Type again, exactly, the lines below from the start through the line that includes "written to a".
........
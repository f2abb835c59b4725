//! Encrypted credential storage with scoped per-connector access grants.
//!
//! Credentials are encrypted at rest with AES-256-GCM (`cplane-security`'s
//! `SecretsManager`) and saved atomically: the new blob is written to a
//! temp file beside the target path, then renamed into place, so a crash
//! mid-write never leaves a half-written vault file. A prior blob is
//! copied to `storage.backup_path` before the rename.

use chrono::{DateTime, Utc};
use cplane_config::VaultConfig;
use cplane_core::CredentialSpec;
use cplane_security::SecretsManager;
use serde::{Deserialize, Serialize};
use std::collections::{HashMap, HashSet};
use std::path::PathBuf;
use std::sync::Mutex;

/// A single credential stored in the vault.
#[derive(Debug, Clone, Serialize, Deserialize)]
pub struct VaultEntry {
    pub key: String,
    pub value: String,
    #[serde(rename = "type")]
    pub credential_type: String,
    pub created_at: DateTime<Utc>,
    pub updated_at: DateTime<Utc>,
    #[serde(default)]
    pub accessed_by: Vec<String>,
}

/// What [`CredentialVault::describe`] exposes without reaching into the
/// vault's private state: type and timestamps, never the value.
#[derive(Debug, Clone, Serialize, Deserialize)]
pub struct VaultEntryDescription {
    pub credential_type: String,
    pub created_at: DateTime<Utc>,
    pub updated_at: DateTime<Utc>,
}

/// Scoped access control: each vault key can be granted to specific
/// connector ids. Connectors can only retrieve credentials they've been
/// granted access to.
#[derive(Debug, Default)]
pub struct VaultAccessPolicy {
    grants: HashMap<String, HashSet<String>>,
}

impl VaultAccessPolicy {
    pub fn new() -> Self {
        Self::default()
    }

    pub fn grant(&mut self, connector_id: &str, vault_key: &str) {
        self.grants
            .entry(vault_key.to_string())
            .or_default()
            .insert(connector_id.to_string());
    }

    pub fn revoke(&mut self, connector_id: &str, vault_key: &str) {
        if let Some(ids) = self.grants.get_mut(vault_key) {
            ids.remove(connector_id);
        }
    }

    pub fn revoke_all(&mut self, connector_id: &str) {
        for ids in self.grants.values_mut() {
            ids.remove(connector_id);
        }
    }

    pub fn is_allowed(&self, connector_id: &str, vault_key: &str) -> bool {
        self.grants
            .get(vault_key)
            .map(|ids| ids.contains(connector_id))
            .unwrap_or(false)
    }

    pub fn list_grants(&self, connector_id: &str) -> Vec<String> {
        self.grants
            .iter()
            .filter(|(_, ids)| ids.contains(connector_id))
            .map(|(key, _)| key.clone())
            .collect()
    }
}

/// Encrypted credential storage with scoped access grants and audit
/// logging.
pub struct CredentialVault {
    storage_path: PathBuf,
    backup_path: PathBuf,
    audit_path: PathBuf,
    audit_enabled: bool,
    secrets: SecretsManager,
    entries: Mutex<HashMap<String, VaultEntry>>,
    access_policy: Mutex<VaultAccessPolicy>,
}

impl CredentialVault {
    /// Construct a vault from its configuration, reading the encryption
    /// key from the configured environment variable. Missing env var: a
    /// warning is logged and an ephemeral key is generated — credentials
    /// will not survive a restart.
    pub fn new(config: &VaultConfig) -> Self {
        let key_env_var = &config.encryption.key_env_var;
        let secrets = match std::env::var(key_env_var) {
            Ok(key_str) if !key_str.is_empty() => SecretsManager::new(&key_str),
            _ => {
                tracing::warn!(
                    env_var = %key_env_var,
                    "vault encryption key not set — generated ephemeral key; \
                     credentials will NOT survive restarts without setting this env var"
                );
                SecretsManager::new(&uuid::Uuid::new_v4().to_string())
            }
        };

        let vault = Self {
            storage_path: config.storage.path.clone(),
            backup_path: config.storage.backup_path.clone(),
            audit_path: config.audit.log_path.clone(),
            audit_enabled: config.audit.log_access,
            secrets,
            entries: Mutex::new(HashMap::new()),
            access_policy: Mutex::new(VaultAccessPolicy::new()),
        };
        vault.load();
        vault
    }

    /// Store or update a credential. Returns the resulting entry.
    pub fn store(&self, key: &str, value: &str, credential_type: &str) -> VaultEntry {
        let now = Utc::now();
        let mut entries = self.entries.lock().unwrap();
        let entry = match entries.get(key) {
            Some(existing) => VaultEntry {
                key: key.to_string(),
                value: value.to_string(),
                credential_type: credential_type.to_string(),
                created_at: existing.created_at,
                updated_at: now,
                accessed_by: existing.accessed_by.clone(),
            },
            None => VaultEntry {
                key: key.to_string(),
                value: value.to_string(),
                credential_type: credential_type.to_string(),
                created_at: now,
                updated_at: now,
                accessed_by: vec![],
            },
        };
        entries.insert(key.to_string(), entry.clone());
        self.save(&entries);
        drop(entries);
        self.audit_log("store", key, "");
        entry
    }

    /// Retrieve a decrypted credential value. `accessor_id: None` is
    /// admin access and bypasses the grant policy; `Some(id)` checks it.
    pub fn retrieve(&self, key: &str, accessor_id: Option<&str>) -> Result<String, cplane_core::VaultError> {
        let mut entries = self.entries.lock().unwrap();
        let entry = entries
            .get(key)
            .ok_or_else(|| cplane_core::VaultError::KeyNotFound(key.to_string()))?;

        if let Some(id) = accessor_id {
            let policy = self.access_policy.lock().unwrap();
            if !policy.is_allowed(id, key) {
                return Err(cplane_core::VaultError::PermissionDenied {
                    connector_id: id.to_string(),
                    key: key.to_string(),
                });
            }
        }

        let value = entry.value.clone();
        if let Some(id) = accessor_id {
            if let Some(entry) = entries.get_mut(key) {
                if !entry.accessed_by.iter().any(|a| a == id) {
                    entry.accessed_by.push(id.to_string());
                }
            }
        }
        drop(entries);
        self.audit_log("retrieve", key, accessor_id.unwrap_or(""));
        Ok(value)
    }

    /// Delete a credential. Returns `true` if it existed.
    pub fn delete(&self, key: &str) -> bool {
        let mut entries = self.entries.lock().unwrap();
        let existed = entries.remove(key).is_some();
        if existed {
            self.save(&entries);
            drop(entries);
            self.audit_log("delete", key, "");
        }
        existed
    }

    pub fn exists(&self, key: &str) -> bool {
        self.entries.lock().unwrap().contains_key(key)
    }

    pub fn list_keys(&self) -> Vec<String> {
        self.entries.lock().unwrap().keys().cloned().collect()
    }

    /// Type and timestamps for a key, without exposing the value —
    /// replaces reaching into `_entries[key].type` directly.
    pub fn describe(&self, key: &str) -> Option<VaultEntryDescription> {
        self.entries.lock().unwrap().get(key).map(|e| VaultEntryDescription {
            credential_type: e.credential_type.clone(),
            created_at: e.created_at,
            updated_at: e.updated_at,
        })
    }

    pub fn grant_connector_access(&self, connector_id: &str, manifest: &cplane_core::ConnectorManifest) {
        let mut policy = self.access_policy.lock().unwrap();
        for spec in &manifest.required_credentials {
            policy.grant(connector_id, &spec.vault_key);
        }
    }

    pub fn revoke_connector_access(&self, connector_id: &str) {
        self.access_policy.lock().unwrap().revoke_all(connector_id);
    }

    pub fn revoke_grant(&self, connector_id: &str, vault_key: &str) {
        self.access_policy.lock().unwrap().revoke(connector_id, vault_key);
    }

    /// Which of `specs` currently exist in the vault.
    pub fn check_requirements(&self, specs: &[CredentialSpec]) -> HashMap<String, bool> {
        specs
            .iter()
            .map(|spec| (spec.vault_key.clone(), self.exists(&spec.vault_key)))
            .collect()
    }

    fn save(&self, entries: &HashMap<String, VaultEntry>) {
        if let Some(parent) = self.storage_path.parent() {
            if let Err(e) = std::fs::create_dir_all(parent) {
                tracing::error!(error = %e, "failed to create vault storage directory");
                return;
            }
        }

        if self.storage_path.exists() {
            if let Err(e) = std::fs::copy(&self.storage_path, &self.backup_path) {
                tracing::warn!(error = %e, "failed to back up prior vault blob");
            }
        }

        let plaintext = match serde_json::to_vec(entries) {
            Ok(p) => p,
            Err(e) => {
                tracing::error!(error = %e, "failed to serialize vault entries");
                return;
            }
        };
        let encrypted = self.secrets.encrypt(&String::from_utf8_lossy(&plaintext));
        let blob = match serde_json::to_vec(&encrypted) {
            Ok(b) => b,
            Err(e) => {
                tracing::error!(error = %e, "failed to serialize encrypted vault blob");
                return;
            }
        };

        let tmp_path = self.storage_path.with_extension("tmp");
        if let Err(e) = std::fs::write(&tmp_path, &blob) {
            tracing::error!(error = %e, "failed to write vault temp file");
            return;
        }
        if let Err(e) = std::fs::rename(&tmp_path, &self.storage_path) {
            tracing::error!(error = %e, "failed to atomically rename vault temp file into place");
        }
    }

    fn load(&self) {
        if !self.storage_path.exists() {
            return;
        }
        let result: Result<HashMap<String, VaultEntry>, String> = (|| {
            let blob = std::fs::read(&self.storage_path).map_err(|e| e.to_string())?;
            let encrypted: cplane_security::EncryptedValue =
                serde_json::from_slice(&blob).map_err(|e| e.to_string())?;
            let plaintext = self.secrets.decrypt(&encrypted).map_err(|e| e.to_string())?;
            serde_json::from_str(&plaintext).map_err(|e| e.to_string())
        })();

        match result {
            Ok(entries) => *self.entries.lock().unwrap() = entries,
            Err(e) => {
                tracing::error!(error = %e, "failed to load vault, starting empty");
            }
        }
    }

    fn audit_log(&self, action: &str, key: &str, accessor: &str) {
        if !self.audit_enabled {
            return;
        }
        if let Some(parent) = self.audit_path.parent() {
            if std::fs::create_dir_all(parent).is_err() {
                return;
            }
        }
        let line = format!("{} | {} | {} | accessor={}\n", Utc::now().to_rfc3339(), action, key, accessor);
        use std::io::Write;
        let result = std::fs::OpenOptions::new()
            .create(true)
            .append(true)
            .open(&self.audit_path)
            .and_then(|mut f| f.write_all(line.as_bytes()));
        if let Err(e) = result {
            tracing::warn!(error = %e, "audit log write failed");
        }
    }
}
........
RESPONSE BELOW:
repository f2abb835c59b4725
//! Encrypted credential storage with scoped per-connector access grants.
//!
//! Credentials are encrypted at rest with AES-256-GCM (`cplane-security`'s
//! `SecretsManager`) and saved atomically: the new blob is written to a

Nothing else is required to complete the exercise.